» **WHAT YOU HAVE TO DO**
Report how many lines in the material hold the word "until". No other content is required.

» **DATA TO USE**
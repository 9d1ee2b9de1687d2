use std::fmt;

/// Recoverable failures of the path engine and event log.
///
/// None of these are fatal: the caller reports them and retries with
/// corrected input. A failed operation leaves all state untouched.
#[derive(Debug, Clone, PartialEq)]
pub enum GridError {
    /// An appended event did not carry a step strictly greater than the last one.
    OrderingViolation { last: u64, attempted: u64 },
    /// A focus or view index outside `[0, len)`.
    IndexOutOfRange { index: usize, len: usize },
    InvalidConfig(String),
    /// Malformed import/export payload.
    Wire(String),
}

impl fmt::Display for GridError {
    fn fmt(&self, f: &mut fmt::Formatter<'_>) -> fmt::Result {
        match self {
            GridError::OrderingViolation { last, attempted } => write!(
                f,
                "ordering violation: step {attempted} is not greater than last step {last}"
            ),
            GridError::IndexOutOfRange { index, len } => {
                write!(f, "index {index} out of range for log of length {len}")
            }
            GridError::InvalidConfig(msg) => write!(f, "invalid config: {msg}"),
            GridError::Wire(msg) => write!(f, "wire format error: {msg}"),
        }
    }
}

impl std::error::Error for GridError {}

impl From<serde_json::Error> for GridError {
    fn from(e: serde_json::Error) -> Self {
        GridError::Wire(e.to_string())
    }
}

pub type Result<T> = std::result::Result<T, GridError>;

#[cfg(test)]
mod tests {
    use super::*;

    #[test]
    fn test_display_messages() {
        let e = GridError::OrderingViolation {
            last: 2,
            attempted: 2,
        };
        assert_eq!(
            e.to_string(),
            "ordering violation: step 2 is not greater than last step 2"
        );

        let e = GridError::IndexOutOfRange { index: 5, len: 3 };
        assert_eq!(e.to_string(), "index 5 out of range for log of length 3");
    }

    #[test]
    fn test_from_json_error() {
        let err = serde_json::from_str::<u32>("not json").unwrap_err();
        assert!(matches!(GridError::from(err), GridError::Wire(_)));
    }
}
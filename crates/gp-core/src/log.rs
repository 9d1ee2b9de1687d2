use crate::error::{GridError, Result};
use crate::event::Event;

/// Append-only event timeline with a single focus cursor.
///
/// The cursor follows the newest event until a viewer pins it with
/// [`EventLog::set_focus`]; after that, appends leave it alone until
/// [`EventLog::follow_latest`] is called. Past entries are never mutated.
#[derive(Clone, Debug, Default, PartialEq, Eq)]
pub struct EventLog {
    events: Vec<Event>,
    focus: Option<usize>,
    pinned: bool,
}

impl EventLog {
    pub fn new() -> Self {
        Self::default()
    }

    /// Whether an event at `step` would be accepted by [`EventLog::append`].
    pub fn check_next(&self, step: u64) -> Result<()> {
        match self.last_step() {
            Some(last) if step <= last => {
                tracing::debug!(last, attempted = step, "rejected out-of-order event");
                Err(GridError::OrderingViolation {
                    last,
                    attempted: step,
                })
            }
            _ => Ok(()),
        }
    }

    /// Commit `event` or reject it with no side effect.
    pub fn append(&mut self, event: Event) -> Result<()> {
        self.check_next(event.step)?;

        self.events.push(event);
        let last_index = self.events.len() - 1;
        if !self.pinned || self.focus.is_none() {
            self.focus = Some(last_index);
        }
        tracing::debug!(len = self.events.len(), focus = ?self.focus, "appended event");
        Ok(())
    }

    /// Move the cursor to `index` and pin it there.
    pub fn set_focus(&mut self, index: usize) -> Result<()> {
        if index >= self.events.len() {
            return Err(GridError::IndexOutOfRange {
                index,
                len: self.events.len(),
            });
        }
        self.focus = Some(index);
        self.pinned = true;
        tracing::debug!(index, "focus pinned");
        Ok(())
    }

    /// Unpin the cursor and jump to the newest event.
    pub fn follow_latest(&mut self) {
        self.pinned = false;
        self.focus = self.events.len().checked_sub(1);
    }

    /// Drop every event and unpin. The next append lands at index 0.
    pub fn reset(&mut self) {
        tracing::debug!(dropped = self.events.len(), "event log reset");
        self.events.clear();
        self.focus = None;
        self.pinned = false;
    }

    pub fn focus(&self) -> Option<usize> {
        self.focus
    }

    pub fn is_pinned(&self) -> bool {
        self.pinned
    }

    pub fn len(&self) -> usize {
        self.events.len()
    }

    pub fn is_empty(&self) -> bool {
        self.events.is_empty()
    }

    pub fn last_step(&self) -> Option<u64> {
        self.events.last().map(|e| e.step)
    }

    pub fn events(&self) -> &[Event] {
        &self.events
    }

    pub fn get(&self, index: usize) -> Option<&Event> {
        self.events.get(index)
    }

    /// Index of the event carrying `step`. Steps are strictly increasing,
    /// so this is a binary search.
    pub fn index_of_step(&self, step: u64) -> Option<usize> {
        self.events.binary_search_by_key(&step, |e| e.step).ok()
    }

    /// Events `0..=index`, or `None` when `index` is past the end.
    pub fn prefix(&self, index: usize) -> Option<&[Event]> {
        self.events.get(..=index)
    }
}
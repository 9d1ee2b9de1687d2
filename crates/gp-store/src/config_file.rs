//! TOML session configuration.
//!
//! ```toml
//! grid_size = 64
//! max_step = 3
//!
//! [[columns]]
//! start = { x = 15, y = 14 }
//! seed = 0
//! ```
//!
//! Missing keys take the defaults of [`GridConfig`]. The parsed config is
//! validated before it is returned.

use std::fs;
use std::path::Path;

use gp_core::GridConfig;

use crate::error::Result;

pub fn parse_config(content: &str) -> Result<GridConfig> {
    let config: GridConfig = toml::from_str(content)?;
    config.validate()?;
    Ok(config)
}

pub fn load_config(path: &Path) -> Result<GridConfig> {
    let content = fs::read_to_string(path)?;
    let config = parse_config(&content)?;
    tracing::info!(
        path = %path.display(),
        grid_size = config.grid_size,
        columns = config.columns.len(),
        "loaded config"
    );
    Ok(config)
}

» **ANSWER SECTION**
2